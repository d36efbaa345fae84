//! Physics and balance constants
//!
//! Everything empirical lives here: real physical constants, the simplified
//! vehicle model's fixed geometry, and the game-balance scalers applied to
//! parts and tuning. Balance values are tunables, not physical law.

// --- Environment and vehicle geometry ---

/// Air density at sea level (kg/m³)
pub const AIR_DENSITY: f64 = 1.225;

/// Gravitational acceleration (m/s²)
pub const GRAVITY: f64 = 9.81;

/// Effective frontal area (m²)
pub const FRONTAL_AREA: f64 = 2.2;

/// Driven tire radius (m), approx a 26 inch tire
pub const TIRE_RADIUS: f64 = 0.33;

/// Fraction of crank torque lost through the drivetrain
pub const DRIVETRAIN_LOSS: f64 = 0.15;

/// Fraction of rated power reaching the wheels in the top-speed estimate
pub const POWER_EFFICIENCY: f64 = 0.85;

/// Drag coefficient of the bodywork before tuning penalties
pub const BASE_DRAG: f64 = 0.3;

/// Reference curb weight (lb) for braking and lateral-g scaling
pub const REFERENCE_WEIGHT: f64 = 1752.0;

/// Lateral-g of the reference car at neutral grip and handling
pub const LATERAL_G_BASE: f64 = 1.05;

// --- Engine model ---

/// Default redline (RPM) before any part moves it
pub const DEFAULT_RPM_LIMIT: f64 = 8000.0;

/// Default shift time (s) before any transmission part sets one
pub const DEFAULT_SHIFT_TIME: f64 = 0.3;

/// Below this RPM the engine makes a fraction of peak torque (launch/idle)
pub const TORQUE_LOW_RPM: f64 = 1000.0;

/// Fraction of peak torque available below [`TORQUE_LOW_RPM`]
pub const TORQUE_LOW_FACTOR: f64 = 0.6;

/// End of the flat torque plateau (RPM)
pub const TORQUE_PLATEAU_END: f64 = 5000.0;

/// RPM span over which torque falls from peak to zero past the plateau
pub const TORQUE_FALLOFF_WINDOW: f64 = 4000.0;

/// Denominator in `hp = torque * rpm / 5252`
pub const HP_RPM_CONST: f64 = 5252.0;

// --- Acceleration simulation ---

/// Simulation time step (s)
pub const SIM_TIME_STEP: f64 = 0.1;

/// Simulation wall-clock cap (s); a run that never reaches the target
/// reports exactly this
pub const SIM_TIME_CAP: f64 = 10.0;

/// 60 mph in m/s, the simulation target speed
pub const TARGET_SPEED: f64 = 26.8224;

/// RPM floor modeling clutch slip at launch
pub const LAUNCH_RPM: f64 = 1000.0;

/// Upshift point during the acceleration run (RPM)
pub const SHIFT_RPM: f64 = 8000.0;

// --- Dyno curve ---

/// Sample spacing on the dyno chart (RPM)
pub const DYNO_RPM_STEP: u32 = 500;

/// Redline above which the power peak moves up (race cams)
pub const RACE_CAM_REDLINE: u32 = 8500;

/// Peak-power RPM with race cams
pub const PEAK_POWER_RPM_RACE: f64 = 7500.0;

/// Peak-power RPM otherwise
pub const PEAK_POWER_RPM_STOCK: f64 = 6000.0;

// --- Gearing ---

/// Top gear ratio assumed when the gear list is empty
pub const FALLBACK_TOP_GEAR: f64 = 0.75;

// --- Part gain balance ---

/// Diminishing-returns tiers for multiplier gains, highest baseline first:
/// (baseline hp floor, gain factor)
pub const GAIN_TIERS: [(f64, f64); 3] = [(900.0, 0.4), (700.0, 0.55), (500.0, 0.7)];

/// Global scale on multiplier gains
pub const GAIN_SCALE: f64 = 0.4;

/// Category scale for ignition parts
pub const IGNITION_GAIN_SCALE: f64 = 0.4;

/// Torque pass-through on turbo multiplier gains
pub const TURBO_TORQUE_FACTOR: f64 = 0.9;

/// Torque pass-through on other multiplier gains
pub const BREATHING_TORQUE_FACTOR: f64 = 0.7;

// --- Tuning balance ---

/// Ideal tire pressure (psi)
pub const IDEAL_TIRE_PRESSURE: f64 = 30.0;

/// Grip lost per psi of deviation from ideal pressure
pub const PRESSURE_GRIP_LOSS: f64 = 0.005;

/// Handling gained per kg of total downforce
pub const DOWNFORCE_HANDLING_GAIN: f64 = 0.0005;

/// Drag added per kg of total downforce
pub const DOWNFORCE_DRAG_PENALTY: f64 = 0.0002;

/// Ideal camber (degrees)
pub const IDEAL_CAMBER: f64 = -1.5;

/// Handling lost per degree of camber away from ideal, per axle
pub const CAMBER_PENALTY: f64 = 0.01;

/// Drag added per degree of total toe (scrub)
pub const TOE_SCRUB_PENALTY: f64 = 0.002;

/// Baseline spring rate (lb/in)
pub const BASELINE_SPRING_RATE: f64 = 500.0;

/// Handling gained per lb/in of average spring rate over baseline
pub const SPRING_STIFFNESS_BONUS: f64 = 0.0001;

/// Baseline ride height (in)
pub const BASELINE_RIDE_HEIGHT: f64 = 10.0;

/// Handling lost per inch of average ride height over baseline
pub const RIDE_HEIGHT_PENALTY: f64 = 0.002;

/// Grip bonus per percent of average differential accel lock
pub const DIFF_TRACTION_BONUS: f64 = 0.001;

// --- Performance Index ---

/// PI blend weights for (hp ratio, weight ratio, grip)
pub const PI_WEIGHTS: (f64, f64, f64) = (0.35, 0.30, 0.35);

/// Fraction of the raw PI deviation from 1.0 that is kept
pub const PI_DAMPING: f64 = 0.7;

/// Lowest possible PI
pub const PI_MIN: u32 = 100;

/// Highest possible PI
pub const PI_MAX: u32 = 999;

/// Baseline PI assumed when a car record carries none
pub const PI_FALLBACK: f64 = 500.0;
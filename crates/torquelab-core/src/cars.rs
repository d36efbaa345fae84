//! Car catalog
//!
//! The garage roster: one record per car with its factory stat sheet, class
//! badge and 3D model path. Loadable from JSON; a built-in roster spanning
//! the PI classes ships with the library.

use crate::catalog::CatalogError;
use crate::physics::PiClass;
use serde::{Deserialize, Serialize};
use std::fs;
use std::path::Path;

/// Factory stat sheet for a car (never mutated; the performance model
/// derives everything else from it)
#[derive(Debug, Clone, Copy, PartialEq, Serialize, Deserialize)]
pub struct BaseVehicleStats {
    /// Rated horsepower
    pub hp: f64,
    /// Rated torque (lb-ft)
    pub torque: f64,
    /// Curb weight (lb)
    pub weight: f64,
    /// Baseline Performance Index (100-999)
    pub pi: u32,
    /// Factory 0-60 mph time (s)
    pub acceleration_0_60: f64,
    /// Factory top speed (mph)
    pub top_speed: f64,
    /// Factory 60-0 mph braking distance (ft)
    pub braking_distance_60_0: f64,
    /// Factory lateral grip (g)
    pub lateral_g: f64,
}

/// Transmission fitted to a car
#[derive(Debug, Clone, Copy, PartialEq, Eq, Serialize, Deserialize)]
pub struct Transmission {
    /// Number of forward gears
    pub gears: usize,
}

/// A car in the garage roster
#[derive(Debug, Clone, PartialEq, Serialize, Deserialize)]
pub struct Car {
    /// Stable identifier
    pub id: String,
    /// Display name
    pub name: String,
    /// Manufacturer badge
    pub brand: String,
    /// Class badge shown in the car-select list
    pub class: PiClass,
    /// Path to the 3D model asset (consumed by the viewer, not by this crate)
    pub model_path: String,
    /// Fitted transmission
    pub transmission: Transmission,
    /// Factory stat sheet
    pub base_stats: BaseVehicleStats,
}

/// The garage roster
#[derive(Debug, Clone, Default, Serialize, Deserialize)]
#[serde(transparent)]
pub struct CarCatalog {
    cars: Vec<Car>,
}

impl CarCatalog {
    /// Parse a roster from a JSON array
    pub fn from_json(json: &str) -> Result<Self, CatalogError> {
        let catalog: Self = serde_json::from_str(json)?;
        for car in &catalog.cars {
            if car.transmission.gears == 0 {
                return Err(CatalogError::EmptyTransmission(car.id.clone()));
            }
        }
        Ok(catalog)
    }

    /// Load a roster from a JSON file
    pub fn from_file(path: impl AsRef<Path>) -> Result<Self, CatalogError> {
        let json = fs::read_to_string(path)?;
        Self::from_json(&json)
    }

    /// Look up a car by id
    pub fn get(&self, id: &str) -> Option<&Car> {
        self.cars.iter().find(|c| c.id == id)
    }

    /// The default car shown when the garage opens
    pub fn default_car(&self) -> Option<&Car> {
        self.cars.first()
    }

    /// Iterate over the roster in listing order
    pub fn iter(&self) -> impl Iterator<Item = &Car> {
        self.cars.iter()
    }

    /// Number of cars
    pub fn len(&self) -> usize {
        self.cars.len()
    }

    /// Whether the roster is empty
    pub fn is_empty(&self) -> bool {
        self.cars.is_empty()
    }

    /// The built-in roster, one car per class band
    pub fn builtin() -> Self {
        let cars = vec![
            Car {
                id: "apex_raptor".into(),
                name: "Apex Raptor".into(),
                brand: "Apex".into(),
                class: PiClass::A,
                model_path: "/models/apex_raptor.glb".into(),
                transmission: Transmission { gears: 6 },
                base_stats: BaseVehicleStats {
                    hp: 500.0,
                    torque: 500.0,
                    weight: 3000.0,
                    pi: 700,
                    acceleration_0_60: 3.5,
                    top_speed: 190.0,
                    braking_distance_60_0: 110.0,
                    lateral_g: 1.0,
                },
            },
            Car {
                id: "titan_lm".into(),
                name: "Titan LM".into(),
                brand: "Titan".into(),
                class: PiClass::S2,
                model_path: "/models/titan_lm.glb".into(),
                transmission: Transmission { gears: 7 },
                base_stats: BaseVehicleStats {
                    hp: 760.0,
                    torque: 710.0,
                    weight: 2900.0,
                    pi: 940,
                    acceleration_0_60: 3.0,
                    top_speed: 220.0,
                    braking_distance_60_0: 100.0,
                    lateral_g: 1.1,
                },
            },
            Car {
                id: "borealis_sl".into(),
                name: "Borealis SL".into(),
                brand: "Borealis".into(),
                class: PiClass::S1,
                model_path: "/models/borealis_sl.glb".into(),
                transmission: Transmission { gears: 6 },
                base_stats: BaseVehicleStats {
                    hp: 640.0,
                    torque: 590.0,
                    weight: 3200.0,
                    pi: 850,
                    acceleration_0_60: 3.4,
                    top_speed: 205.0,
                    braking_distance_60_0: 105.0,
                    lateral_g: 1.05,
                },
            },
            Car {
                id: "veloce_nettuno".into(),
                name: "Veloce Nettuno".into(),
                brand: "Veloce".into(),
                class: PiClass::B,
                model_path: "/models/veloce_nettuno.glb".into(),
                transmission: Transmission { gears: 6 },
                base_stats: BaseVehicleStats {
                    hp: 300.0,
                    torque: 295.0,
                    weight: 2800.0,
                    pi: 650,
                    acceleration_0_60: 4.5,
                    top_speed: 172.0,
                    braking_distance_60_0: 118.0,
                    lateral_g: 0.66,
                },
            },
            Car {
                id: "meridian_gt".into(),
                name: "Meridian GT".into(),
                brand: "Meridian".into(),
                class: PiClass::C,
                model_path: "/models/meridian_gt.glb".into(),
                transmission: Transmission { gears: 5 },
                base_stats: BaseVehicleStats {
                    hp: 180.0,
                    torque: 177.0,
                    weight: 2700.0,
                    pi: 540,
                    acceleration_0_60: 7.0,
                    top_speed: 145.0,
                    braking_distance_60_0: 124.0,
                    lateral_g: 0.68,
                },
            },
            Car {
                id: "kita_swift".into(),
                name: "Kita Swift".into(),
                brand: "Kita".into(),
                class: PiClass::D,
                model_path: "/models/kita_swift.glb".into(),
                transmission: Transmission { gears: 5 },
                base_stats: BaseVehicleStats {
                    hp: 130.0,
                    torque: 140.0,
                    weight: 2300.0,
                    pi: 310,
                    acceleration_0_60: 7.6,
                    top_speed: 130.0,
                    braking_distance_60_0: 128.0,
                    lateral_g: 0.8,
                },
            },
        ];
        Self { cars }
    }
}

*Exercise instructions*.
Copy only the entries from the first line to the line with "the top-speed estimate", each exactly as it appears.

*Exercise result*.
repository d36efbaa345fae84
//! Physics and balance constants
//!
//! Everything empirical lives here: real physical constants, the simplified
//! vehicle model's fixed geometry, and the game-balance scalers applied to
//! parts and tuning. Balance values are tunables, not physical law.

// --- Environment and vehicle geometry ---

/// Air density at sea level (kg/m³)
pub const AIR_DENSITY: f64 = 1.225;

/// Gravitational acceleration (m/s²)
pub const GRAVITY: f64 = 9.81;

/// Effective frontal area (m²)
pub const FRONTAL_AREA: f64 = 2.2;

/// Driven tire radius (m), approx a 26 inch tire
pub const TIRE_RADIUS: f64 = 0.33;

/// Fraction of crank torque lost through the drivetrain
pub const DRIVETRAIN_LOSS: f64 = 0.15;

/// Fraction of rated power reaching the wheels in the top-speed estimate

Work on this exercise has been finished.